Two years after the city’s partnership with Verizon was announced, Lum’s findings – published in the report United States 5G Fixed Wireless Access Case Study, Verizon Wireless and the City of Sacramento, CA – paint a sobering picture. The city boasted of being one of the first four test cities for the telecom giant’s 5G network. Officials called the move a major step toward a future of lightning-fast speeds, smart meters and wearable technology, and, down the line, industrial automation and self-driving cars. They called it a “game-changer.” But if the game has any hope of changing, Lum says the city would need as many as 4,000 sites to provide full coverage, an undertaking that could take up to 10 years.
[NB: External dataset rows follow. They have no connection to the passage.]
//! Ranking pipeline: order deliveries by distance from a reference point.

use crate::delivery::{DeliveryRecord, RankedDelivery, ReferencePoint};
use crate::geo::{distance_between, format_distance};

/// Attach distances to `records` and sort them nearest first.
///
/// The sort is stable, so records at equal distance keep their input order.
/// No filtering happens here: records at the `(0, 0)` sentinel are ranked
/// like any other point. Callers that want them treated separately should
/// use [`partition_by_location`] first.
#[must_use]
pub fn rank_by_distance(
    records: impl IntoIterator<Item = DeliveryRecord>,
    reference: &ReferencePoint,
) -> Vec<RankedDelivery> {
    let mut ranked: Vec<RankedDelivery> = records
        .into_iter()
        .map(|record| {
            let distance_km = distance_between(reference, &record);
            RankedDelivery {
                distance_label: format_distance(distance_km),
                distance_km,
                record,
            }
        })
        .collect();

    ranked.sort_by(|a, b| a.distance_km.total_cmp(&b.distance_km));
    ranked
}

/// Split records into those with a known location and those at the
/// `(0, 0)` sentinel. Both halves keep their input order.
#[must_use]
pub fn partition_by_location(
    records: impl IntoIterator<Item = DeliveryRecord>,
) -> (Vec<DeliveryRecord>, Vec<DeliveryRecord>) {
    records
        .into_iter()
        .partition(DeliveryRecord::has_known_location)
}
//! Command-line interface for roadbook.
//!
//! This module provides the CLI structure for the `roadbook` binary and the
//! renderers it uses for human-readable output.

mod commands;
pub mod display;

use std::path::PathBuf;

use clap::{Parser, Subcommand};

pub use commands::{
    ConfigCommand, CreateCommand, KindArg, ListCommand, OutputFormat, RecordRef, RouteCommand,
    SetStatusCommand, StatusArg, StatusCommand, UpdateCommand,
};

/// roadbook - Delivery records and driver routes
///
/// Manage customers, products, drivers and delivery orders, and list a
/// driver's deliveries nearest first.
#[derive(Debug, Parser)]
#[command(name = "roadbook")]
#[command(author, version, about, long_about = None)]
#[command(propagate_version = true)]
pub struct Cli {
    /// Path to custom configuration file
    #[arg(short, long, global = true, value_name = "FILE")]
    pub config: Option<PathBuf>,

    /// Increase verbosity (-v for debug, -vv for trace)
    #[arg(short, long, action = clap::ArgAction::Count, global = true)]
    pub verbose: u8,

    /// Suppress all output except errors
    #[arg(short, long, global = true)]
    pub quiet: bool,

    /// The command to execute
    #[command(subcommand)]
    pub command: Command,
}

/// Available commands.
#[derive(Debug, Subcommand)]
pub enum Command {
    /// Create a record
    Create(CreateCommand),

    /// Change fields of a record
    Update(UpdateCommand),

    /// Delete a record
    Delete(RecordRef),

    /// Show a single record
    Get(RecordRef),

    /// List records of one kind
    List(ListCommand),

    /// Set the status of a delivery
    SetStatus(SetStatusCommand),

    /// List a driver's deliveries, nearest first
    Route(RouteCommand),

    /// Show record counts and database information
    Status(StatusCommand),

    /// View or check configuration
    #[command(subcommand)]
    Config(ConfigCommand),
}

impl Cli {
    /// Get the verbosity level based on flags.
    #[must_use]
    pub fn verbosity(&self) -> crate::logging::Verbosity {
        crate::logging::Verbosity::from_flags(self.verbose, self.quiet)
    }
}
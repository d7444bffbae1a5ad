//! Delivery service: the glue between the record store and the delivery core.
//!
//! Reads go through [`roadbook_core::normalize`], so every delivery handed to
//! callers is fully typed. Listing is failed-safe: when the store cannot be
//! read, the failure is logged and an empty list is returned.

use roadbook_core::{
    normalize_record, normalize_records, partition_by_location, rank_by_distance, DeliveryRecord,
    DeliveryStatus, RankedDelivery, ReferencePoint,
};
use serde::Serialize;
use serde_json::json;
use tracing::{debug, warn};

use crate::error::Result;
use crate::storage::{RecordKind, RecordStore};

/// A driver's view of their assigned deliveries.
#[derive(Debug, Clone, PartialEq, Serialize)]
#[serde(rename_all = "camelCase")]
pub struct DriverRoute {
    /// Where distances were measured from, if a position was available.
    pub reference: Option<ReferencePoint>,
    /// Located deliveries, nearest first. Empty without a reference point.
    pub ranked: Vec<RankedDelivery>,
    /// Located deliveries in stored order, when there was no reference point.
    pub unranked: Vec<DeliveryRecord>,
    /// Deliveries whose location is unknown, in stored order.
    pub unlocated: Vec<DeliveryRecord>,
}

impl DriverRoute {
    /// Total number of deliveries on the route.
    #[must_use]
    pub fn len(&self) -> usize {
        self.ranked.len() + self.unranked.len() + self.unlocated.len()
    }

    /// Whether the route has no deliveries at all.
    #[must_use]
    pub fn is_empty(&self) -> bool {
        self.len() == 0
    }
}

/// Delivery operations over a [`RecordStore`].
#[derive(Debug)]
pub struct DeliveryService<S> {
    store: S,
}

impl<S: RecordStore> DeliveryService<S> {
    /// Create a service backed by `store`.
    #[must_use]
    pub fn new(store: S) -> Self {
        Self { store }
    }

    /// The underlying record store.
    #[must_use]
    pub fn store(&self) -> &S {
        &self.store
    }

    /// All deliveries, normalized, optionally restricted to one status.
    ///
    /// The filter compares normalized statuses, so a stored `"in_progress"`
    /// matches [`DeliveryStatus::OnWay`]. Store failures yield an empty list.
    pub fn deliveries(&self, status: Option<DeliveryStatus>) -> Vec<DeliveryRecord> {
        let raw = match self.store.list(RecordKind::Delivery) {
            Ok(raw) => raw,
            Err(e) => {
                warn!("Failed to list deliveries: {}", e);
                return Vec::new();
            }
        };

        let mut records = normalize_records(&raw);
        if let Some(status) = status {
            records.retain(|r| r.status == status);
        }
        records
    }

    /// A single delivery, normalized.
    ///
    /// # Errors
    ///
    /// Returns an error if the store cannot be read.
    pub fn delivery(&self, id: &str) -> Result<Option<DeliveryRecord>> {
        Ok(self
            .store
            .get(RecordKind::Delivery, id)?
            .as_ref()
            .map(normalize_record))
    }

    /// Build the route for `driver_id` (or for every driver when `None`).
    ///
    /// Only deliveries whose status is in `statuses` are included; an empty
    /// slice means all active statuses. Deliveries at the `(0, 0)` sentinel
    /// are never ranked and are returned in [`DriverRoute::unlocated`].
    pub fn driver_route(
        &self,
        driver_id: Option<&str>,
        statuses: &[DeliveryStatus],
        reference: Option<&ReferencePoint>,
    ) -> DriverRoute {
        let wanted = |status: DeliveryStatus| {
            if statuses.is_empty() {
                status.is_active()
            } else {
                statuses.contains(&status)
            }
        };

        let assigned = self
            .deliveries(None)
            .into_iter()
            .filter(|r| driver_id.map_or(true, |id| r.is_assigned_to(id)))
            .filter(|r| wanted(r.status));

        let (located, unlocated) = partition_by_location(assigned);
        if !unlocated.is_empty() {
            debug!("{} deliveries have no known location", unlocated.len());
        }

        let (ranked, unranked) = match reference {
            Some(point) => (rank_by_distance(located, point), Vec::new()),
            None => (Vec::new(), located),
        };

        DriverRoute {
            reference: reference.copied(),
            ranked,
            unranked,
            unlocated,
        }
    }

    /// Write a canonical status onto a delivery.
    ///
    /// Any status may be written at any time; an unusual transition is only
    /// logged. Returns `false` if the delivery does not exist.
    ///
    /// # Errors
    ///
    /// Returns an error if the store cannot be read or written.
    pub fn set_status(&self, id: &str, status: DeliveryStatus) -> Result<bool> {
        let Some(current) = self.delivery(id)? else {
            return Ok(false);
        };

        if !current.status.is_expected_transition(status) {
            warn!(
                "Delivery {} moves from {} to {}, which skips the usual lifecycle",
                id, current.status, status
            );
        }

        self.store.update(
            RecordKind::Delivery,
            id,
            &json!({ "status": status.as_str() }),
        )
    }
}

#[cfg(test)]
mod tests {
    use super::*;
    use crate::error::Error;
    use crate::storage::Storage;
    use serde_json::{json, Value};

    /// A store whose every operation fails.
    struct BrokenStore;

    impl RecordStore for BrokenStore {
        fn create(&self, _: RecordKind, _: &Value) -> Result<String> {
            Err(Error::internal("store offline"))
        }
        fn update(&self, _: RecordKind, _: &str, _: &Value) -> Result<bool> {
            Err(Error::internal("store offline"))
        }
        fn delete(&self, _: RecordKind, _: &str) -> Result<bool> {
            Err(Error::internal("store offline"))
        }
        fn get(&self, _: RecordKind, _: &str) -> Result<Option<Value>> {
            Err(Error::internal("store offline"))
        }
        fn list(&self, _: RecordKind) -> Result<Vec<Value>> {
            Err(Error::internal("store offline"))
        }
    }

    fn service() -> DeliveryService<Storage> {
        DeliveryService::new(Storage::open_in_memory().expect("failed to create test storage"))
    }

    fn add(service: &DeliveryService<Storage>, payload: &Value) -> String {
        service
            .store()
            .create(RecordKind::Delivery, payload)
            .expect("failed to create delivery")
    }

    #[test]
    fn test_deliveries_are_normalized() {
        let service = service();
        add(&service, &json!({"customerName": "Rosa", "latitude": "40.7", "status": "COMPLETE"}));

        let records = service.deliveries(None);
        assert_eq!(records.len(), 1);
        assert_eq!(records[0].customer_name, "Rosa");
        assert_eq!(records[0].latitude, 40.7);
        assert_eq!(records[0].status, DeliveryStatus::Delivered);
        assert!(!records[0].id.is_empty());
    }

    #[test]
    fn test_status_filter_uses_normalized_status() {
        let service = service();
        add(&service, &json!({"status": "in_progress"}));
        add(&service, &json!({"status": "On Way"}));
        add(&service, &json!({"status": "pending"}));

        assert_eq!(service.deliveries(Some(DeliveryStatus::OnWay)).len(), 2);
        assert_eq!(service.deliveries(Some(DeliveryStatus::Pending)).len(), 1);
        assert!(service.deliveries(Some(DeliveryStatus::Cancelled)).is_empty());
    }

    #[test]
    fn test_store_failure_yields_empty_list() {
        crate::logging::init_test_logging();
        let service = DeliveryService::new(BrokenStore);

        assert!(service.deliveries(None).is_empty());

        let route = service.driver_route(None, &[], Some(&ReferencePoint::new(0.0, 0.0)));
        assert!(route.is_empty());
    }

    #[test]
    fn test_delivery_lookup() {
        let service = service();
        let id = add(&service, &json!({"priority": "urgent"}));

        let record = service.delivery(&id).unwrap().unwrap();
        assert_eq!(record.id, id);
        assert!(service.delivery("missing").unwrap().is_none());
        assert!(DeliveryService::new(BrokenStore).delivery("x").is_err());
    }

    #[test]
    fn test_driver_route_ranks_by_distance() {
        let service = service();
        let far = add(&service, &json!({"driverId": "drv1", "latitude": 0.09, "longitude": 0.0}));
        let near = add(&service, &json!({"driverId": "drv1", "latitude": 0.01, "longitude": 0.0}));
        add(&service, &json!({"driverId": "drv2", "latitude": 0.001, "longitude": 0.0}));

        let reference = ReferencePoint::new(0.0, 0.0);
        let route = service.driver_route(Some("drv1"), &[], Some(&reference));

        let ids: Vec<_> = route.ranked.iter().map(|r| r.record.id.clone()).collect();
        assert_eq!(ids, [near, far]);
        assert!(route.unranked.is_empty());
        assert_eq!(route.reference, Some(reference));
    }

    #[test]
    fn test_driver_route_matches_driver_link() {
        let service = service();
        add(
            &service,
            &json!({"driver": {"$id": "drv9", "name": "Alex"}, "lat": 1.0, "lng": 1.0}),
        );

        let route = service.driver_route(Some("drv9"), &[], Some(&ReferencePoint::new(1.0, 1.0)));
        assert_eq!(route.ranked.len(), 1);
        assert_eq!(route.ranked[0].distance_label, "0m");
    }

    #[test]
    fn test_driver_route_separates_unknown_locations() {
        let service = service();
        add(&service, &json!({"latitude": "abc", "longitude": null}));
        add(&service, &json!({"latitude": 10.0, "longitude": 10.0}));

        let route = service.driver_route(None, &[], Some(&ReferencePoint::new(10.0, 10.1)));
        assert_eq!(route.ranked.len(), 1);
        assert_eq!(route.unlocated.len(), 1);
        assert!(!route.unlocated[0].has_known_location());
    }

    #[test]
    fn test_driver_route_default_statuses_are_active() {
        let service = service();
        add(&service, &json!({"status": "delivered", "latitude": 1.0, "longitude": 1.0}));
        add(&service, &json!({"status": "canceled", "latitude": 1.0, "longitude": 1.0}));
        add(&service, &json!({"status": "no answer", "latitude": 1.0, "longitude": 1.0}));
        add(&service, &json!({"latitude": 1.0, "longitude": 1.0}));

        let route = service.driver_route(None, &[], Some(&ReferencePoint::new(1.0, 1.0)));
        assert_eq!(route.len(), 2);

        let route = service.driver_route(
            None,
            &[DeliveryStatus::Delivered],
            Some(&ReferencePoint::new(1.0, 1.0)),
        );
        assert_eq!(route.len(), 1);
        assert_eq!(route.ranked[0].record.status, DeliveryStatus::Delivered);
    }

    #[test]
    fn test_driver_route_without_reference() {
        let service = service();
        let first = add(&service, &json!({"latitude": 5.0, "longitude": 5.0}));
        let second = add(&service, &json!({"latitude": 1.0, "longitude": 1.0}));

        let route = service.driver_route(None, &[], None);
        assert!(route.ranked.is_empty());
        assert!(route.reference.is_none());
        let ids: Vec<_> = route.unranked.iter().map(|r| r.id.clone()).collect();
        assert_eq!(ids, [first, second]);
    }

    #[test]
    fn test_set_status() {
        let service = service();
        let id = add(&service, &json!({"status": "not_started"}));

        assert!(service.set_status(&id, DeliveryStatus::OnWay).unwrap());
        let raw = service.store().get(RecordKind::Delivery, &id).unwrap().unwrap();
        assert_eq!(raw["status"], "On Way");

        // Unusual transitions are still written
        assert!(service.set_status(&id, DeliveryStatus::Pending).unwrap());
        assert_eq!(
            service.delivery(&id).unwrap().unwrap().status,
            DeliveryStatus::Pending
        );
    }

    #[test]
    fn test_set_status_missing_delivery() {
        let service = service();
        assert!(!service.set_status("missing", DeliveryStatus::Delivered).unwrap());
    }
}
//! `roadbook-core` - Delivery record normalization and proximity ranking
//!
//! This crate holds the pure logic behind the driver view: turning loosely
//! shaped backend records into typed deliveries, measuring great-circle
//! distance from the driver's position, and ordering deliveries by it.
//! Nothing here performs I/O or returns an error.

#![warn(missing_docs)]
#![warn(missing_debug_implementations)]
#![deny(unsafe_code)]

pub mod delivery;
pub mod geo;
pub mod normalize;
pub mod ranking;

pub use delivery::{
    DeliveryRecord, DeliveryStatus, LinkSummary, Priority, RankedDelivery, ReferencePoint,
};
pub use geo::{distance_km, format_distance};
pub use normalize::{normalize_priority, normalize_record, normalize_records, normalize_status};
pub use ranking::{partition_by_location, rank_by_distance};
//! Great-circle distance and its human-readable form.

use crate::delivery::{DeliveryRecord, ReferencePoint};

/// Mean Earth radius in kilometres.
pub const EARTH_RADIUS_KM: f64 = 6371.0;

/// Haversine distance in kilometres between two points given in degrees.
#[must_use]
pub fn distance_km(lat1: f64, lon1: f64, lat2: f64, lon2: f64) -> f64 {
    let d_lat = (lat2 - lat1).to_radians();
    let d_lon = (lon2 - lon1).to_radians();

    let a = (d_lat / 2.0).sin().powi(2)
        + lat1.to_radians().cos() * lat2.to_radians().cos() * (d_lon / 2.0).sin().powi(2);
    // Rounding can push `a` just past 1 for near-antipodal pairs.
    let a = a.clamp(0.0, 1.0);
    let c = 2.0 * a.sqrt().atan2((1.0 - a).sqrt());

    EARTH_RADIUS_KM * c
}

/// Distance from a reference point to a delivery's drop-off location.
#[must_use]
pub fn distance_between(reference: &ReferencePoint, record: &DeliveryRecord) -> f64 {
    distance_km(
        reference.latitude,
        reference.longitude,
        record.latitude,
        record.longitude,
    )
}

/// Render a distance for display.
///
/// Under one kilometre the value is shown in whole metres (`"500m"`),
/// otherwise in kilometres with one decimal (`"3.4km"`).
#[must_use]
pub fn format_distance(km: f64) -> String {
    if km < 1.0 {
        format!("{:.0}m", (km * 1000.0).round())
    } else {
        format!("{km:.1}km")
    }
}

#[cfg(test)]
mod tests {
    use super::*;

    const NEW_YORK: (f64, f64) = (40.7128, -74.0060);
    const LOS_ANGELES: (f64, f64) = (34.0522, -118.2437);

    #[test]
    fn test_distance_to_self_is_zero() {
        for (lat, lon) in [NEW_YORK, LOS_ANGELES, (0.0, 0.0), (-33.87, 151.21)] {
            assert_eq!(distance_km(lat, lon, lat, lon), 0.0);
        }
    }

    #[test]
    fn test_distance_is_symmetric() {
        let ab = distance_km(NEW_YORK.0, NEW_YORK.1, LOS_ANGELES.0, LOS_ANGELES.1);
        let ba = distance_km(LOS_ANGELES.0, LOS_ANGELES.1, NEW_YORK.0, NEW_YORK.1);
        assert!((ab - ba).abs() < 1e-9);
    }

    #[test]
    fn test_new_york_to_los_angeles() {
        let d = distance_km(NEW_YORK.0, NEW_YORK.1, LOS_ANGELES.0, LOS_ANGELES.1);
        assert!(d > 3935.0 && d < 3945.0, "got {d}");
    }

    #[test]
    fn test_distance_is_non_negative() {
        let d = distance_km(-10.0, 170.0, 10.0, -170.0);
        assert!(d > 0.0);
    }

    #[test]
    fn test_antipodal_points() {
        let d = distance_km(0.0, 0.0, 0.0, 180.0);
        let half_circumference = std::f64::consts::PI * EARTH_RADIUS_KM;
        assert!((d - half_circumference).abs() < 1e-6);
    }

    #[test]
    fn test_near_antipodal_pairs_stay_finite() {
        let half_circumference = std::f64::consts::PI * EARTH_RADIUS_KM;
        for lat in -90..=90 {
            for lon in -180..=180 {
                let (lat, lon) = (f64::from(lat), f64::from(lon));
                let d = distance_km(lat, 0.0, -lat, lon);
                assert!(d.is_finite(), "({lat}, 0) to ({}, {lon}) gave {d}", -lat);
                assert!(d >= 0.0);
                assert!(d <= half_circumference + 1e-6);
            }
        }
        assert_eq!(format_distance(distance_km(-82.0, 0.0, 82.0, 180.0)), "20015.1km");
    }

    #[test]
    fn test_distance_between_reference_and_record() {
        let reference = ReferencePoint::new(NEW_YORK.0, NEW_YORK.1);
        let record = DeliveryRecord::new("d1").at(LOS_ANGELES.0, LOS_ANGELES.1);
        let expected = distance_km(NEW_YORK.0, NEW_YORK.1, LOS_ANGELES.0, LOS_ANGELES.1);
        assert_eq!(distance_between(&reference, &record), expected);
    }

    #[test]
    fn test_format_metres() {
        assert_eq!(format_distance(0.5), "500m");
        assert_eq!(format_distance(0.0), "0m");
        assert_eq!(format_distance(0.0424), "42m");
        assert_eq!(format_distance(0.9994), "999m");
    }

    #[test]
    fn test_format_kilometres() {
        assert_eq!(format_distance(1.0), "1.0km");
        assert_eq!(format_distance(12.34), "12.3km");
        assert_eq!(format_distance(3.36), "3.4km");
        assert_eq!(format_distance(3940.2), "3940.2km");
    }
}
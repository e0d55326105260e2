use std::net::SocketAddr;
use std::sync::Arc;
use std::time::Duration;

use tokio::net::TcpListener;

use kuching::application::ports::{ModelOptions, RetrievalClient};
use kuching::application::services::{ChatTurnService, ContextAggregator};
use kuching::infrastructure::llm::GeminiClient;
use kuching::infrastructure::observability::{init_tracing, TracingConfig};
use kuching::infrastructure::persistence::{
    create_pool, PgConversationRepository, PgFileRecordStore, PgProjectDirectory, PgSessionStore,
};
use kuching::infrastructure::retrieval::HttpRetrievalClient;
use kuching::presentation::{create_router, AppState, Environment, Settings};

#[tokio::main]
async fn main() -> anyhow::Result<()> {
    dotenvy::dotenv().ok();

    let environment: Environment = std::env::var("APP_ENVIRONMENT")
        .unwrap_or_else(|_| "local".into())
        .try_into()
        .map_err(|e: String| anyhow::anyhow!(e))?;

    let settings = Settings::load(environment)?;
    init_tracing(
        TracingConfig {
            environment: environment.to_string(),
            ..TracingConfig::default()
        },
        settings.server.port,
    );

    let pool = create_pool(&settings.database.url, settings.database.max_connections).await?;
    sqlx::migrate!().run(&pool).await?;
    tracing::info!("Migrations complete");

    let conversations = Arc::new(PgConversationRepository::new(pool.clone()));
    let directory = Arc::new(PgProjectDirectory::new(pool.clone()));
    let file_records = Arc::new(PgFileRecordStore::new(pool.clone()));
    let sessions = Arc::new(PgSessionStore::new(pool.clone()));

    let retrieval: Option<Arc<dyn RetrievalClient>> = match &settings.retrieval.url {
        Some(url) => {
            let client = HttpRetrievalClient::new(
                url.clone(),
                Duration::from_secs(settings.retrieval.timeout_seconds),
            )?;
            Some(Arc::new(client))
        }
        None => {
            tracing::info!("No retrieval service configured, chat runs without augmentation");
            None
        }
    };

    let aggregator = ContextAggregator::new(
        directory,
        file_records,
        retrieval,
        settings.storage.provider.clone(),
    );

    let model = Arc::new(GeminiClient::new(&settings.llm));
    let options = ModelOptions {
        chat_model: settings.llm.chat_model.clone(),
        title_model: settings.llm.title_model.clone(),
        temperature: settings.llm.temperature,
        max_output_tokens: settings.llm.max_output_tokens,
    };

    let chat_turns = Arc::new(ChatTurnService::new(
        conversations.clone(),
        aggregator,
        model,
        options,
    ));

    let state = AppState {
        chat_turns,
        conversations,
        sessions,
    };

    let router = create_router(state);

    let addr: SocketAddr = format!("{}:{}", settings.server.host, settings.server.port).parse()?;
    tracing::info!("Listening on {}", addr);

    let listener = TcpListener::bind(addr).await?;
    axum::serve(listener, router).await?;

    pool.close().await;
    Ok(())
}
use axum::extract::{Path, State};
use axum::http::{HeaderMap, StatusCode};
use axum::response::{IntoResponse, Response};
use axum::Json;
use chrono::{DateTime, Utc};
use serde::{Deserialize, Serialize};
use uuid::Uuid;

use crate::domain::{Conversation, ProjectId};
use crate::presentation::state::AppState;

use super::{authenticate, error_response};

#[derive(Serialize)]
#[serde(rename_all = "camelCase")]
pub struct ConversationSummary {
    pub id: Uuid,
    pub project_id: Uuid,
    pub title: Option<String>,
    pub created_at: DateTime<Utc>,
    pub updated_at: DateTime<Utc>,
}

impl From<&Conversation> for ConversationSummary {
    fn from(conversation: &Conversation) -> Self {
        Self {
            id: conversation.id.as_uuid(),
            project_id: conversation.project_id.as_uuid(),
            title: conversation.title.clone(),
            created_at: conversation.created_at,
            updated_at: conversation.updated_at,
        }
    }
}

#[tracing::instrument(skip(state, headers))]
pub async fn list_conversations_handler(
    State(state): State<AppState>,
    Path(project_id): Path<Uuid>,
    headers: HeaderMap,
) -> Response {
    let caller = match authenticate(state.sessions.as_ref(), &headers).await {
        Ok(caller) => caller,
        Err(response) => return response,
    };

    match state
        .conversations
        .list_for_owner_in_project(caller.user_id, ProjectId::from_uuid(project_id))
        .await
    {
        Ok(conversations) => {
            let summaries: Vec<ConversationSummary> =
                conversations.iter().map(ConversationSummary::from).collect();
            (StatusCode::OK, Json(summaries)).into_response()
        }
        Err(e) => {
            tracing::error!(error = %e, "Conversation listing failed");
            error_response(
                StatusCode::INTERNAL_SERVER_ERROR,
                "Failed to list conversations",
            )
        }
    }
}

#[derive(Deserialize)]
#[serde(rename_all = "camelCase")]
pub struct CreateConversationBody {
    pub project_id: Option<Uuid>,
}

#[tracing::instrument(skip(state, headers, body))]
pub async fn create_conversation_handler(
    State(state): State<AppState>,
    headers: HeaderMap,
    Json(body): Json<CreateConversationBody>,
) -> Response {
    let caller = match authenticate(state.sessions.as_ref(), &headers).await {
        Ok(caller) => caller,
        Err(response) => return response,
    };

    let Some(project_id) = body.project_id else {
        return error_response(StatusCode::BAD_REQUEST, "projectId is required");
    };

    let conversation = Conversation::new(caller.user_id, ProjectId::from_uuid(project_id));
    match state.conversations.create(&conversation).await {
        Ok(()) => (
            StatusCode::CREATED,
            Json(ConversationSummary::from(&conversation)),
        )
            .into_response(),
        Err(e) => {
            tracing::error!(error = %e, "Conversation creation failed");
            error_response(
                StatusCode::INTERNAL_SERVER_ERROR,
                "Failed to create conversation",
            )
        }
    }
}
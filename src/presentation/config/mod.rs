mod environment;
mod settings;

pub use environment::Environment;
pub use settings::{
    DatabaseSettings, LlmSettings, RetrievalSettings, ServerSettings, Settings, StorageSettings,
};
“Everyone did a lot of field trials prior to the launch,” Lum says. “[Verizon wasn’t] going into this whole thing blind. Part of this survey was to do a fact check on the reality.”

Continue reading HERE.

Russell Nicholes captures the struggle that Sacramento is going through to implement 5G.  Think about the struggle that your community would go through to implement mmWave 5G with the need to maintain the line of sight connections and the antenna spacing needed to provide full coverage. Does your community have unique street lighting infrastructure that would inhibit the use of standard mini-cell tower installations, such as these in historic downtown Nevada City?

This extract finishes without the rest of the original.